Re: [PATCH 1/1] RFC: add pidfd_send_signal flag to reclaim mm while killing a process

From: Suren Baghdasaryan
Date: Wed Nov 18 2020 - 19:14:27 EST


On Wed, Nov 18, 2020 at 11:55 AM Suren Baghdasaryan <surenb@xxxxxxxxxx> wrote:
>
> On Wed, Nov 18, 2020 at 11:51 AM Suren Baghdasaryan <surenb@xxxxxxxxxx> wrote:
> >
> > On Wed, Nov 18, 2020 at 11:32 AM Michal Hocko <mhocko@xxxxxxxx> wrote:
> > >
> > > On Wed 18-11-20 11:22:21, Suren Baghdasaryan wrote:
> > > > On Wed, Nov 18, 2020 at 11:10 AM Michal Hocko <mhocko@xxxxxxxx> wrote:
> > > > >
> > > > > On Fri 13-11-20 18:16:32, Andrew Morton wrote:
> > > > > [...]
> > > > > > It's all sounding a bit painful (but not *too* painful).

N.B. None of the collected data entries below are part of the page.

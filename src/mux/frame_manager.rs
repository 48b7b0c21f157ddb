//! Frame classification and connection-control bookkeeping for one
//! direction of one connection.
//!
//! Bytes from the peer accumulate here unparsed until one of the two
//! readers runs the delimiter loop. Each parsed frame is dispatched by
//! kind: connection-level frames (settings, window updates, liveness
//! pings, the preface, resets) queue up for immediate relay and are
//! never shown to the operator; header- and data-bearing frames queue up
//! for stream reassembly. Classification is where the direction's
//! stateful side effects happen, in wire arrival order: header blocks
//! advance the compression context the moment their frame is parsed, and
//! settings and window updates feed the flow gate.
//!
//! The manager also owns the outbound side of the direction: re-encoded
//! wire bytes submitted through [`FrameManager::submit_outbound`] are
//! delimited again, window-gated, and staged for the hand-off queue.

use std::collections::VecDeque;

use bytes::{Bytes, BytesMut};

use super::{FlowControlManager, MessageFrame};
use crate::hpack::table::DEFAULT_TABLE_SIZE;
use crate::hpack::{HpackDecoder, HpackEncoder, DEFAULT_MAX_HEADER_LIST_SIZE};
use crate::protocol::{
    Frame, FrameBuffer, FrameKind, Settings, WireUnit, PREFACE, SETTINGS_ACK,
};

/// Stream error codes that do not indicate a fault worth logging.
const ERROR_NO_ERROR: u32 = 0x0;
const ERROR_CANCEL: u32 = 0x8;

/// Per-direction frame pipeline: delimiting, classification, compression
/// context, flow gate.
pub struct FrameManager {
    inbound: FrameBuffer,
    control: VecDeque<WireUnit>,
    messages: VecDeque<MessageFrame>,
    decoder: HpackDecoder,
    encoder: HpackEncoder,
    flow: FlowControlManager,
    outbound: FrameBuffer,
    staged: BytesMut,
    seen_peer_settings: bool,
    sent_own_settings: bool,
    sent_settings_ack: bool,
    /// Set after a header block fails to decode: the table has diverged
    /// from the peer's, so later blocks are relayed raw instead of being
    /// misinterpreted. A fresh SETTINGS from the peer resets it together
    /// with the decoder.
    headers_poisoned: bool,
}

impl Default for FrameManager {
    fn default() -> Self {
        Self::new()
    }
}

impl FrameManager {
    pub fn new() -> Self {
        Self {
            inbound: FrameBuffer::new(),
            control: VecDeque::new(),
            messages: VecDeque::new(),
            decoder: HpackDecoder::new(),
            encoder: HpackEncoder::new(),
            flow: FlowControlManager::new(),
            outbound: FrameBuffer::new(),
            staged: BytesMut::new(),
            seen_peer_settings: false,
            sent_own_settings: false,
            sent_settings_ack: false,
            headers_poisoned: false,
        }
    }

    /// Append raw bytes from the peer.
    ///
    /// Nothing is parsed here; the readers below drive the delimiter
    /// loop so classification side effects happen at a defined point.
    pub fn arrived(&mut self, data: &[u8]) {
        self.inbound.extend(data);
    }

    /// Drain connection-level frames for immediate relay.
    ///
    /// Runs the delimiter and classification loop over everything
    /// buffered, then returns the control units in arrival order. The
    /// preface and frames that failed to parse are included so the
    /// forwarding path can relay them unmodified.
    pub fn read_control_frames(&mut self) -> Vec<WireUnit> {
        self.drain_arrivals();
        self.control.drain(..).collect()
    }

    /// Drain message-bearing frames for stream reassembly.
    ///
    /// Same loop as [`FrameManager::read_control_frames`]; returns the
    /// headers and data frames instead. HEADERS frames carry their
    /// decoded header list when the compression context could interpret
    /// the block.
    pub fn read_message_frames(&mut self) -> Vec<MessageFrame> {
        self.drain_arrivals();
        self.messages.drain(..).collect()
    }

    /// Submit re-encoded wire bytes for transmission to the peer.
    ///
    /// The bytes are delimited into frames; data frames pass through the
    /// flow gate, everything else is staged directly. Released bytes are
    /// collected with [`FrameManager::take_staged`].
    pub fn submit_outbound(&mut self, data: &[u8]) {
        self.outbound.extend(data);
        while let Some(unit) = self.outbound.next_unit() {
            match unit {
                WireUnit::Preface => self.staged.extend_from_slice(PREFACE),
                WireUnit::Malformed(raw) => self.staged.extend_from_slice(&raw),
                WireUnit::Frame(frame) => {
                    let released = self.flow.write(&frame);
                    self.staged.extend_from_slice(&released);
                    if frame.kind() == FrameKind::Settings && !frame.is_ack() {
                        self.note_settings_sent();
                    }
                }
            }
        }
    }

    /// Record that this direction's own SETTINGS has gone out.
    ///
    /// Called by the gate when a SETTINGS frame transits it, and by the
    /// encoder when the connection prologue is emitted outside the gate.
    /// Completes the settings handshake: once both sides' SETTINGS have
    /// been seen, a single acknowledgement is staged.
    pub fn note_settings_sent(&mut self) {
        self.sent_own_settings = true;
        self.maybe_stage_settings_ack();
    }

    /// Take the wire bytes the gate has released since the last call.
    pub fn take_staged(&mut self) -> Option<Bytes> {
        if self.staged.is_empty() {
            None
        } else {
            Some(self.staged.split().freeze())
        }
    }

    /// Bytes buffered on the inbound side, not yet forming a frame.
    pub fn buffered_bytes(&self) -> usize {
        self.inbound.len()
    }

    /// The compression encoder for blocks this direction re-emits.
    pub fn hpack_encoder_mut(&mut self) -> &mut HpackEncoder {
        &mut self.encoder
    }

    /// The flow gate, for inspecting window and queue state.
    pub fn flow(&self) -> &FlowControlManager {
        &self.flow
    }

    fn drain_arrivals(&mut self) {
        while let Some(unit) = self.inbound.next_unit() {
            match unit {
                WireUnit::Frame(frame) => self.classify(frame),
                other => self.control.push_back(other),
            }
        }
    }

    fn classify(&mut self, frame: Frame) {
        if let Err(err) = frame.header().validate() {
            tracing::warn!(%err, "frame violates size rules, forwarding anyway");
        }
        match frame.kind() {
            FrameKind::Headers => {
                let headers = self.decode_header_block(&frame);
                self.messages.push_back(match headers {
                    Some(list) => MessageFrame::with_headers(frame, list),
                    None => MessageFrame::raw(frame),
                });
            }
            FrameKind::Data => self.messages.push_back(MessageFrame::raw(frame)),
            FrameKind::Settings => {
                self.apply_peer_settings(&frame);
                self.control.push_back(WireUnit::Frame(frame));
            }
            FrameKind::WindowUpdate => {
                self.apply_window_update(&frame);
                self.control.push_back(WireUnit::Frame(frame));
            }
            FrameKind::Goaway => {
                self.note_goaway(&frame);
                self.control.push_back(WireUnit::Frame(frame));
            }
            FrameKind::RstStream => {
                self.note_rst_stream(&frame);
                self.control.push_back(WireUnit::Frame(frame));
            }
            _ => self.control.push_back(WireUnit::Frame(frame)),
        }
    }

    fn decode_header_block(&mut self, frame: &Frame) -> Option<Vec<(String, String)>> {
        if self.headers_poisoned {
            return None;
        }
        match self.decoder.decode(frame.payload()) {
            Ok(list) => Some(list),
            Err(err) => {
                self.headers_poisoned = true;
                tracing::warn!(
                    stream_id = frame.stream_id(),
                    %err,
                    "header block not decodable, relaying raw blocks from here on"
                );
                None
            }
        }
    }

    fn apply_peer_settings(&mut self, frame: &Frame) {
        let settings = match Settings::parse(frame.payload()) {
            Ok(settings) => settings,
            Err(err) => {
                tracing::warn!(%err, "unreadable SETTINGS payload, relaying uninterpreted");
                return;
            }
        };
        self.flow.apply_settings(&settings, frame.is_ack());
        if frame.is_ack() {
            return;
        }

        // The peer announced its table dimensions; restart the decoder
        // with them. Announcements arrive before any block they govern.
        let table_size = settings
            .header_table_size()
            .map(|v| v as usize)
            .unwrap_or(DEFAULT_TABLE_SIZE);
        let list_size = settings
            .max_header_list_size()
            .map(|v| v as usize)
            .unwrap_or(DEFAULT_MAX_HEADER_LIST_SIZE);
        self.decoder = HpackDecoder::with_limits(table_size, list_size);
        self.headers_poisoned = false;
        self.seen_peer_settings = true;
        self.maybe_stage_settings_ack();
    }

    fn apply_window_update(&mut self, frame: &Frame) {
        let payload = frame.payload();
        if payload.len() != 4 {
            tracing::warn!(
                len = payload.len(),
                "WINDOW_UPDATE with unexpected payload size, relaying uninterpreted"
            );
            return;
        }
        let increment =
            u32::from_be_bytes([payload[0], payload[1], payload[2], payload[3]]) & 0x7fff_ffff;
        let released = self.flow.add_window(frame.stream_id(), increment);
        self.staged.extend_from_slice(&released);
    }

    fn note_goaway(&self, frame: &Frame) {
        let payload = frame.payload();
        if payload.len() < 8 {
            return;
        }
        let last_stream_id =
            u32::from_be_bytes([payload[0], payload[1], payload[2], payload[3]]) & 0x7fff_ffff;
        let error_code = u32::from_be_bytes([payload[4], payload[5], payload[6], payload[7]]);
        if error_code != ERROR_NO_ERROR {
            tracing::warn!(error_code, last_stream_id, "peer sent GOAWAY with error");
        }
    }

    fn note_rst_stream(&self, frame: &Frame) {
        let payload = frame.payload();
        if payload.len() < 4 {
            return;
        }
        let error_code = u32::from_be_bytes([payload[0], payload[1], payload[2], payload[3]]);
        if error_code != ERROR_NO_ERROR && error_code != ERROR_CANCEL {
            tracing::warn!(
                stream_id = frame.stream_id(),
                error_code,
                "stream reset with error"
            );
        }
    }

    fn maybe_stage_settings_ack(&mut self) {
        if self.sent_own_settings && self.seen_peer_settings && !self.sent_settings_ack {
            self.staged.extend_from_slice(&SETTINGS_ACK);
            self.sent_settings_ack = true;
        }
    }
}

But to
> > > > > > reiterate, I do think that adding the ability for a process to shoot
> > > > > > down a large amount of another process's memory is a lot more generally
> > > > > > useful than tying it to SIGKILL, agree?

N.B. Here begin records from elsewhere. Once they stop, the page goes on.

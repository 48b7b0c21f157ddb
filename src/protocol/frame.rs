//! Frame struct with typed accessors.
//!
//! Represents one complete wire frame with header and payload.
//! Uses `bytes::Bytes` for zero-copy payload sharing.
//!
//! Message-bearing frames may wrap their payload in a padding and priority
//! envelope. Parsing separates the two: `payload` is always the bare
//! message body (the compressed header block, or the data bytes), while
//! the envelope bytes are retained in `extra` so serialization can
//! reproduce the original frame exactly. Round-tripping is byte-exact for
//! every well-formed frame.
//!
//! # Example
//!
//! ```
//! use tapwire::protocol::{Frame, FrameKind, flags};
//! use bytes::Bytes;
//!
//! let frame = Frame::data(1, flags::END_STREAM, Bytes::from_static(b"hello"));
//! assert_eq!(frame.stream_id(), 1);
//! assert!(frame.is_end_stream());
//! assert_eq!(frame.serialize().len(), 9 + 5);
//! ```

use bytes::{Bytes, BytesMut};

use super::wire_format::{flags, FrameHeader, FrameKind, HEADER_SIZE, MAX_DECLARED_PAYLOAD};
use crate::error::{Result, TapwireError};

/// One complete wire frame.
#[derive(Debug, Clone, PartialEq, Eq)]
pub struct Frame {
    /// Decoded header. `header.length` mirrors `payload.len() + extra.len()`.
    pub header: FrameHeader,
    /// The message body: header block or data bytes, envelope removed.
    pub payload: Bytes,
    /// Envelope bytes split off the wire payload: the pad-length byte and
    /// priority prefix, followed by the trailing padding. Empty for frames
    /// built by this crate.
    pub extra: Bytes,
}

impl Frame {
    /// Create a new frame from header and payload, with no envelope.
    ///
    /// The header's length field is recomputed from the payload.
    pub fn new(mut header: FrameHeader, payload: Bytes) -> Self {
        header.length = payload.len() as u32;
        Self {
            header,
            payload,
            extra: Bytes::new(),
        }
    }

    /// Build a HEADERS frame around a compressed header block.
    pub fn headers(stream_id: u32, flags: u8, block: Bytes) -> Self {
        Self::new(FrameHeader::new(FrameKind::Headers, flags, stream_id, 0), block)
    }

    /// Build a DATA frame.
    pub fn data(stream_id: u32, flags: u8, payload: Bytes) -> Self {
        Self::new(FrameHeader::new(FrameKind::Data, flags, stream_id, 0), payload)
    }

    /// Build a SETTINGS frame on stream 0 from an encoded entry list.
    pub fn settings(payload: Bytes) -> Self {
        Self::new(FrameHeader::new(FrameKind::Settings, 0, 0, 0), payload)
    }

    /// Build a connection-level WINDOW_UPDATE crediting `increment` bytes.
    pub fn window_update(stream_id: u32, increment: u32) -> Self {
        Self::new(
            FrameHeader::new(FrameKind::WindowUpdate, 0, stream_id, 0),
            Bytes::copy_from_slice(&(increment & 0x7fff_ffff).to_be_bytes()),
        )
    }

    /// Build an empty SETTINGS acknowledgement.
    pub fn settings_ack() -> Self {
        Self::new(
            FrameHeader::new(FrameKind::Settings, flags::ACK, 0, 0),
            Bytes::new(),
        )
    }

    /// Parse exactly one delimited unit into a frame.
    ///
    /// The input must be a complete frame as returned by the delimiter
    /// detector: header plus exactly the declared payload.
    pub fn parse(buf: &[u8]) -> Result<Self> {
        let header = FrameHeader::decode(buf).ok_or_else(|| {
            TapwireError::Protocol(format!("frame shorter than header: {} bytes", buf.len()))
        })?;
        if buf.len() != HEADER_SIZE + header.length as usize {
            return Err(TapwireError::Protocol(format!(
                "declared length {} inconsistent with {} available payload bytes",
                header.length,
                buf.len() - HEADER_SIZE
            )));
        }
        Self::from_wire(header, Bytes::copy_from_slice(&buf[HEADER_SIZE..]))
    }

    /// Assemble a frame from an already-decoded header and exactly the
    /// payload bytes it declared, splitting off any padding and priority
    /// envelope.
    pub fn from_wire(header: FrameHeader, wire_payload: Bytes) -> Result<Self> {
        debug_assert_eq!(header.length as usize, wire_payload.len());

        let mut prefix = 0usize;
        let mut pad_len = 0usize;

        if header.kind.is_message_bearing() && flags::has_flag(header.flags, flags::PADDED) {
            if wire_payload.is_empty() {
                return Err(TapwireError::Protocol("PADDED frame with empty payload".into()));
            }
            pad_len = wire_payload[0] as usize;
            prefix = 1;
        }
        if header.kind == FrameKind::Headers && flags::has_flag(header.flags, flags::PRIORITY) {
            prefix += 5;
        }
        if prefix + pad_len > wire_payload.len() {
            return Err(TapwireError::Protocol(format!(
                "padding envelope of {} bytes exceeds payload of {} bytes",
                prefix + pad_len,
                wire_payload.len()
            )));
        }

        let body_end = wire_payload.len() - pad_len;
        let extra = if prefix == 0 && pad_len == 0 {
            Bytes::new()
        } else {
            let mut buf = BytesMut::with_capacity(prefix + pad_len);
            buf.extend_from_slice(&wire_payload[..prefix]);
            buf.extend_from_slice(&wire_payload[body_end..]);
            buf.freeze()
        };

        Ok(Self {
            header,
            payload: wire_payload.slice(prefix..body_end),
            extra,
        })
    }

    /// Bytes of `extra` that precede the body on the wire, as opposed to
    /// trailing padding. Derived from the flags.
    fn envelope_prefix_len(&self) -> usize {
        let mut prefix = 0;
        if self.kind().is_message_bearing() && flags::has_flag(self.flags(), flags::PADDED) {
            prefix += 1;
        }
        if self.kind() == FrameKind::Headers && flags::has_flag(self.flags(), flags::PRIORITY) {
            prefix += 5;
        }
        prefix
    }

    /// Serialize to the exact wire layout, recomputing the length field
    /// from the payload and envelope sizes.
    pub fn serialize(&self) -> Bytes {
        let prefix = self.envelope_prefix_len();
        let mut buf = BytesMut::with_capacity(HEADER_SIZE + self.payload.len() + self.extra.len());
        let mut header = self.header;
        header.length = (self.payload.len() + self.extra.len()) as u32;
        buf.extend_from_slice(&header.encode());
        buf.extend_from_slice(&self.extra[..prefix]);
        buf.extend_from_slice(&self.payload);
        buf.extend_from_slice(&self.extra[prefix..]);
        buf.freeze()
    }

    /// Serialize, rejecting payloads the 3-byte length field cannot carry.
    ///
    /// `serialize` is infallible for frames built by this crate (chunking
    /// keeps payloads small); this variant is for operator-edited content.
    pub fn try_serialize(&self) -> Result<Bytes> {
        if (self.payload.len() + self.extra.len()) as u64 > MAX_DECLARED_PAYLOAD as u64 {
            return Err(TapwireError::Encode(format!(
                "payload of {} bytes exceeds the 24-bit length field",
                self.payload.len() + self.extra.len()
            )));
        }
        Ok(self.serialize())
    }

    /// Get the decoded header.
    #[inline]
    pub fn header(&self) -> &FrameHeader {
        &self.header
    }

    /// Get a reference to the payload bytes.
    #[inline]
    pub fn payload(&self) -> &[u8] {
        &self.payload
    }

    /// Get a clone of the payload as Bytes (cheap, zero-copy).
    #[inline]
    pub fn payload_bytes(&self) -> Bytes {
        self.payload.clone()
    }

    /// Get the payload length.
    #[inline]
    pub fn payload_len(&self) -> usize {
        self.payload.len()
    }

    /// Get the frame kind.
    #[inline]
    pub fn kind(&self) -> FrameKind {
        self.header.kind
    }

    /// Get the flags byte.
    #[inline]
    pub fn flags(&self) -> u8 {
        self.header.flags
    }

    /// Get the stream identifier.
    #[inline]
    pub fn stream_id(&self) -> u32 {
        self.header.stream_id
    }

    /// Check if the terminal (end-of-stream) flag is set.
    #[inline]
    pub fn is_end_stream(&self) -> bool {
        self.header.is_end_stream()
    }

    /// Check if the header block ends with this frame.
    #[inline]
    pub fn is_end_headers(&self) -> bool {
        self.kind() == FrameKind::Headers && flags::has_flag(self.flags(), flags::END_HEADERS)
    }

    /// Check if this is a SETTINGS/PING acknowledgement.
    #[inline]
    pub fn is_ack(&self) -> bool {
        self.header.is_ack()
    }
}

/// Build a complete frame as a single byte vector.
///
/// # Example
///
/// ```
/// use tapwire::protocol::{build_frame, FrameKind, flags};
///
/// let bytes = build_frame(FrameKind::Data, flags::END_STREAM, 1, b"hello");
/// assert_eq!(bytes.len(), 9 + 5);
/// assert_eq!(bytes[2], 5); // length low byte
/// ```
pub fn build_frame(kind: FrameKind, flags: u8, stream_id: u32, payload: &[u8]) -> Vec<u8> {
    let header = FrameHeader::new(kind, flags, stream_id, payload.len() as u32);
    let mut buf = Vec::with_capacity(HEADER_SIZE + payload.len());
    buf.extend_from_slice(&header.encode());
    buf.extend_from_slice(payload);
    buf
}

I was looking into how to work around the limitation of MAX_RW_COUNT
and the conceptual issue there is the "struct iovec" which has its
iov_len as size_t that lacks capacity for expressing ranges like
"entire process memory". I would like to check your reaction to the
following idea which can be implemented without painful surgeries to
the import_iovec and its friends.

process_madvise(pidfd, iovec = [ { range_start_addr, 0 }, {
range_end_addr, 0 } ], vlen = 2, behavior=MADV_xxx, flags =
PMADV_FLAG_RANGE)

So, to represent a range we pass a new PMADV_FLAG_RANGE flag and
construct a 2-element vector to express range start and range end
using iovec.iov_base members. iov_len member of the iovec elements is
ignored in this mode. I know it sounds hacky but I think it's the
simplest way if we want the ability to express an arbitrarily large
range.
Another option is to do what Andrew described as "madvise((void *)0,
(void *)-1, MADV_PAGEOUT)" which means this mode works only with the
entire mm of the process.
WDYT?

> > > > >
> > > > > I am not sure TBH. Is there any reasonable usecase where uncoordinated
> > > > > memory tear down is OK and a target process which is able to see the
> > > > > unmapped memory?
> > > >
> > > > I think uncoordinated memory tear down is a special case which makes
> > > > sense only when the target process is being killed (and we can enforce
> > > > that by allowing MADV_DONTNEED to be used only if the target process
> > > > has pending SIGKILL).
> > >
> > > That would be safe but then I am wondering whether it makes sense to
> > > implement as a madvise call. It is quite strange to expect somebody call
> > > a syscall on a killed process. But this is more a detail. I am not a
> > > great fan of a more generic MADV_DONTNEED on a remote process. This is
> > > just too dangerous IMHO.
> >
> > Agree 100%
>
> I assumed here that by "a more generic MADV_DONTNEED on a remote
> process" you meant "process_madvise(MADV_DONTNEED) applied to a
> process that is not being killed". Re-reading your comment I realized
> that you might have meant "process_madvice() with generic support to
> large memory areas". I hope I understood you correctly.
>
> >
> > >
> > > > However, the ability to apply other flavors of
> > > > process_madvise() to large memory areas spanning multiple VMAs can be
> > > > useful in more cases.
> > >
> > > Yes I do agree with that. The error reporting would be more tricky but
> > > I am not really sure that the exact reporting is really necessary for
> > > advice like interface.
> >
> > Andrew's suggestion for this special mode to change return semantics
> > to the usual "0 or error code" seems to me like the most reasonable
> > way to deal with the return value limitation.
> >
> > >
> > > > For example in Android we will use
> > > > process_madvise(MADV_PAGEOUT) to "shrink" an inactive background
> > > > process.
> > >
> > > That makes sense to me.
> > > --
> > > Michal Hocko
> > > SUSE Labs